Records supplied Start Marker

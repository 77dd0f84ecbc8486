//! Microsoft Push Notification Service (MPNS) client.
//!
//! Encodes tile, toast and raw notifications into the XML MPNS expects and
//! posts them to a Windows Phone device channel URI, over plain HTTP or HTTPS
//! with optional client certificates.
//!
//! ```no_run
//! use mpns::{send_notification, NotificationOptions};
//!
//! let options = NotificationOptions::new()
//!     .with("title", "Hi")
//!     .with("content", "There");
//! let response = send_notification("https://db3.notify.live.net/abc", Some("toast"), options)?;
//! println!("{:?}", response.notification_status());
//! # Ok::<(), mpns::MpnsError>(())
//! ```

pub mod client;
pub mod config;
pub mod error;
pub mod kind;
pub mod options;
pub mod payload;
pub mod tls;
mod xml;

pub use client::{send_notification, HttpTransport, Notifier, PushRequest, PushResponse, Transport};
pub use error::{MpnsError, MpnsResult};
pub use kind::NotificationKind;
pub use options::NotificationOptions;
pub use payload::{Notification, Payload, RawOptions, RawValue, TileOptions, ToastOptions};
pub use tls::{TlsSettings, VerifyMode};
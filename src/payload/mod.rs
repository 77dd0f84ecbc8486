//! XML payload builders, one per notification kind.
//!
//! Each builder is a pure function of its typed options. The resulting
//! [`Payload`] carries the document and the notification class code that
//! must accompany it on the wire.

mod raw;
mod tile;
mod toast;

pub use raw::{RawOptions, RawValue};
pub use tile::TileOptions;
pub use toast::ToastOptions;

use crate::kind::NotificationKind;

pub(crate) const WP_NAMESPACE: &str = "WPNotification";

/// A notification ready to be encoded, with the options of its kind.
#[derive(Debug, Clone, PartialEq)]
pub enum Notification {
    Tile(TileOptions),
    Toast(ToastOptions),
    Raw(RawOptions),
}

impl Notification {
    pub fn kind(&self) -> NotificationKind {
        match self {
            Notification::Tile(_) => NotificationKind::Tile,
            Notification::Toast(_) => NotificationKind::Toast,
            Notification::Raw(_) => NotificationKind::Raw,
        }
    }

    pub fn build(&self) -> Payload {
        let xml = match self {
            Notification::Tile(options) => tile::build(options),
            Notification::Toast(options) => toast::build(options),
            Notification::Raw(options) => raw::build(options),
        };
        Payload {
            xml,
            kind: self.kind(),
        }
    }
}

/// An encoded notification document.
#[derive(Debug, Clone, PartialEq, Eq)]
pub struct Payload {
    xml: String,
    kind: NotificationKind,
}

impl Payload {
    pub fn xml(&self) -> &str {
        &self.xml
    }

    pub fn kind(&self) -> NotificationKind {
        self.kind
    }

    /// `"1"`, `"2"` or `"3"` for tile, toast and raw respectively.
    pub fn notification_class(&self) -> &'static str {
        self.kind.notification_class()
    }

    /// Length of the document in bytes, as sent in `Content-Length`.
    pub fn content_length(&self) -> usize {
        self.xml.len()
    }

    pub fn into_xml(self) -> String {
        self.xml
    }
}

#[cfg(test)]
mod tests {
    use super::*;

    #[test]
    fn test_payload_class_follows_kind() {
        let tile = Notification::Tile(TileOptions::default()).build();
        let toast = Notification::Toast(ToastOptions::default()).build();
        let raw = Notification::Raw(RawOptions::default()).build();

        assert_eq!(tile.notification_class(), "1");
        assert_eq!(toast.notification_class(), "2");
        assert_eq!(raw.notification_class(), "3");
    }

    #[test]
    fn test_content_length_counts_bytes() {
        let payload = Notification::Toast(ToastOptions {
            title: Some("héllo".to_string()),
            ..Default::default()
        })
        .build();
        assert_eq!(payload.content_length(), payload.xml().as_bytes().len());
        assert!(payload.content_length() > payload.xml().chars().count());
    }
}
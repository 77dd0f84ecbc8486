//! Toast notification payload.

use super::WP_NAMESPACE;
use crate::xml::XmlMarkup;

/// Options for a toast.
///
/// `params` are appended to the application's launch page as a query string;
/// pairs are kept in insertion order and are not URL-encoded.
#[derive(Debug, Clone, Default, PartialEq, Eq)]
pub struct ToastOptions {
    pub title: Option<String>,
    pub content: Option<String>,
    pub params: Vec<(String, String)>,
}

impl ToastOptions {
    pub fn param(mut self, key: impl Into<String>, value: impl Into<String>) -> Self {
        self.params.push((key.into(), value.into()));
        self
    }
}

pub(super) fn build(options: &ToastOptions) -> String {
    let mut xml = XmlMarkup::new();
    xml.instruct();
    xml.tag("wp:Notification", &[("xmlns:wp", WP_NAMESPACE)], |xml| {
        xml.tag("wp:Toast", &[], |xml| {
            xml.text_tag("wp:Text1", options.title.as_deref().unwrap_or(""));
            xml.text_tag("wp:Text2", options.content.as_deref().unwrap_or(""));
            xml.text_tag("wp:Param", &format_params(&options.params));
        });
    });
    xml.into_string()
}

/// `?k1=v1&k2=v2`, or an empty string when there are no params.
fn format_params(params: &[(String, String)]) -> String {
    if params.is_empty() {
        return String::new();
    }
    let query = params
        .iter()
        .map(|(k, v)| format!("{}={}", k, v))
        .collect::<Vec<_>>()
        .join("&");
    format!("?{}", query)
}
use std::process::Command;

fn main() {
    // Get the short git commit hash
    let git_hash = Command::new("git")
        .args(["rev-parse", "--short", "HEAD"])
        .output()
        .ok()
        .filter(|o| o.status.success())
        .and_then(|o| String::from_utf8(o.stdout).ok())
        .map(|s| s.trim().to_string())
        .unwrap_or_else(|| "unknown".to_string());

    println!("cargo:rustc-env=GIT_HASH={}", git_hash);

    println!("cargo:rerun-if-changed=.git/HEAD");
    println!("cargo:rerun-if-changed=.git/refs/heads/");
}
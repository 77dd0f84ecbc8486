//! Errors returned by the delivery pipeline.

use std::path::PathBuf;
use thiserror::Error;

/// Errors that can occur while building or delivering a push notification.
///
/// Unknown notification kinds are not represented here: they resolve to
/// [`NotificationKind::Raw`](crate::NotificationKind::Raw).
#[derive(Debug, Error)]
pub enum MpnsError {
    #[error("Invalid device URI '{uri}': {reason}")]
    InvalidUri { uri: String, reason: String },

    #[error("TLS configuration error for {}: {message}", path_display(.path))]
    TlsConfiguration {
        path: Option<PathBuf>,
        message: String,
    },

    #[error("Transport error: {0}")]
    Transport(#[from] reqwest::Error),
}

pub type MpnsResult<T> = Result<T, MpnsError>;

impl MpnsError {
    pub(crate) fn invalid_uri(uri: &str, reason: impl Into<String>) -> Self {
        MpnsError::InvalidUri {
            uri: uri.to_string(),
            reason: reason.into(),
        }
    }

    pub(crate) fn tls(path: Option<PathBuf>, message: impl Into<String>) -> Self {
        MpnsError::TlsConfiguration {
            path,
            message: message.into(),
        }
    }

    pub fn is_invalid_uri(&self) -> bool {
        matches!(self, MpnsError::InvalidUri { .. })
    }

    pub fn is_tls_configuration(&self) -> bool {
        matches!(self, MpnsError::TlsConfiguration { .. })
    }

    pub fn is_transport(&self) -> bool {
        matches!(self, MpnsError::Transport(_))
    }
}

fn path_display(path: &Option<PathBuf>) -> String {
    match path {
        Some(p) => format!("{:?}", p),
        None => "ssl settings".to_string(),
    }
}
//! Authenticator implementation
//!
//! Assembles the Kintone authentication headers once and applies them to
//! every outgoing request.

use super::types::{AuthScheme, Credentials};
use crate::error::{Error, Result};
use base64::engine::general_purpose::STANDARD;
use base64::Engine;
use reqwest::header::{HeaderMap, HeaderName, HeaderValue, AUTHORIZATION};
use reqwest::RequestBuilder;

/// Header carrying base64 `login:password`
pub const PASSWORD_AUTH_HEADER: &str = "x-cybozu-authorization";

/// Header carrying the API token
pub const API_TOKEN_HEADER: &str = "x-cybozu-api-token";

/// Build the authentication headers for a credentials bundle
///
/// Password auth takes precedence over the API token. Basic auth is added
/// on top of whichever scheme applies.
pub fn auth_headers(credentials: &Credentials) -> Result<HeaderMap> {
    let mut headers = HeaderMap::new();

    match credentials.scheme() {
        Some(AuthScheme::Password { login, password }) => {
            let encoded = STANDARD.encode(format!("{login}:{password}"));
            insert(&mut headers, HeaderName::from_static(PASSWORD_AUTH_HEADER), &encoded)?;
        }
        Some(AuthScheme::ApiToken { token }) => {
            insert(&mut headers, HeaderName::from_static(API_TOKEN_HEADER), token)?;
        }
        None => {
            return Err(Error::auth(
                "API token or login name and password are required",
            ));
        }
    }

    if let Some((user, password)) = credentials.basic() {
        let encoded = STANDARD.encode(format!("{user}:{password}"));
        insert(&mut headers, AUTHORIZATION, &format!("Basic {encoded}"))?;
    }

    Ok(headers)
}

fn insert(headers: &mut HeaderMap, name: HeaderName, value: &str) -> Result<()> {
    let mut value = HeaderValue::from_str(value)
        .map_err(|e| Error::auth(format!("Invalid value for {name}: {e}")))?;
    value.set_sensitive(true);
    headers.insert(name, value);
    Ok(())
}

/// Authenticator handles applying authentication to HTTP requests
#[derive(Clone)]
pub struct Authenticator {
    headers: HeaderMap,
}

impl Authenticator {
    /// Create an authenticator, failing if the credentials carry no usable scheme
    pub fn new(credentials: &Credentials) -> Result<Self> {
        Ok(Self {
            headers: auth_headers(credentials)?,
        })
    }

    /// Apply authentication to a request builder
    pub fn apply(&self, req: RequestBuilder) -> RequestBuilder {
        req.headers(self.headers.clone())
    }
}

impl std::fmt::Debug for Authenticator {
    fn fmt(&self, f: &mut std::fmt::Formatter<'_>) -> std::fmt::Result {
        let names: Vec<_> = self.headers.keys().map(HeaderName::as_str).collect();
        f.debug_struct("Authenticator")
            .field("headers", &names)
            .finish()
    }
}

Records supplied End Marker

Using the data above, show each line where "cybozu" occurs.

**Solution to this task**.
pub const PASSWORD_AUTH_HEADER: &str = "x-cybozu-authorization";
pub const API_TOKEN_HEADER: &str = "x-cybozu-api-token";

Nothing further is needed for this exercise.